**Excerpted records:**
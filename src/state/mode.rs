//! The closed set of visual-effect modes.
//!
//! This module defines [`Mode`], the enumeration of every effect the
//! renderer knows how to draw. The set is fixed at compile time: adding or
//! removing a variant is a source change, and every match over [`Mode`] is
//! checked exhaustively. Strings from the outside world (CLI arguments,
//! environment variables, prompt answers) enter through [`Mode::from_str`],
//! which is the only place an unknown identifier can be rejected.

use std::fmt;
use std::str::FromStr;

use serde::{Deserialize, Serialize};

use crate::error::WispError;

/// A visual-effect mode.
#[derive(Debug, Clone, Copy, Default, PartialEq, Eq, Hash, Serialize, Deserialize)]
#[serde(rename_all = "lowercase")]
pub enum Mode {
    /// Rising soap bubbles.
    #[default]
    Bubbles,
    /// Exploding particle bursts.
    Fireworks,
    /// Twinkling linked stars.
    Constellation,
    /// Falling glyph rain.
    Matrix,
    /// Drifting connected mesh.
    Net,
    /// Rendering disabled.
    Off,
}

impl Mode {
    /// Every mode, in menu order.
    pub const ALL: [Mode; 6] = [
        Mode::Bubbles,
        Mode::Fireworks,
        Mode::Constellation,
        Mode::Matrix,
        Mode::Net,
        Mode::Off,
    ];

    /// The canonical identifier used in arguments, env vars, and JSON.
    pub fn as_str(&self) -> &'static str {
        match self {
            Mode::Bubbles => "bubbles",
            Mode::Fireworks => "fireworks",
            Mode::Constellation => "constellation",
            Mode::Matrix => "matrix",
            Mode::Net => "net",
            Mode::Off => "off",
        }
    }

    /// Short human-readable label for pickers and listings.
    pub fn description(&self) -> &'static str {
        match self {
            Mode::Bubbles => "Rising soap bubbles",
            Mode::Fireworks => "Exploding particle bursts",
            Mode::Constellation => "Twinkling linked stars",
            Mode::Matrix => "Falling glyph rain",
            Mode::Net => "Drifting connected mesh",
            Mode::Off => "Effects disabled",
        }
    }

    /// True when rendering is disabled.
    pub fn is_off(&self) -> bool {
        matches!(self, Mode::Off)
    }
}

impl fmt::Display for Mode {
    fn fmt(&self, f: &mut fmt::Formatter<'_>) -> fmt::Result {
        write!(f, "{}", self.as_str())
    }
}

impl FromStr for Mode {
    type Err = WispError;

    fn from_str(s: &str) -> Result<Self, Self::Err> {
        match s.trim().to_lowercase().as_str() {
            "bubbles" => Ok(Self::Bubbles),
            "fireworks" => Ok(Self::Fireworks),
            "constellation" => Ok(Self::Constellation),
            "matrix" => Ok(Self::Matrix),
            "net" => Ok(Self::Net),
            "off" => Ok(Self::Off),
            _ => Err(WispError::UnknownMode {
                value: s.to_string(),
            }),
        }
    }
}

**What you need to do:** Look through the entries above and find each line where the word "Matrix" occurs; copy those lines.

**Response to this exercise:**
    Matrix,
        Mode::Matrix,
            Mode::Matrix => "matrix",
            Mode::Matrix => "Falling glyph rain",
            "matrix" => Ok(Self::Matrix),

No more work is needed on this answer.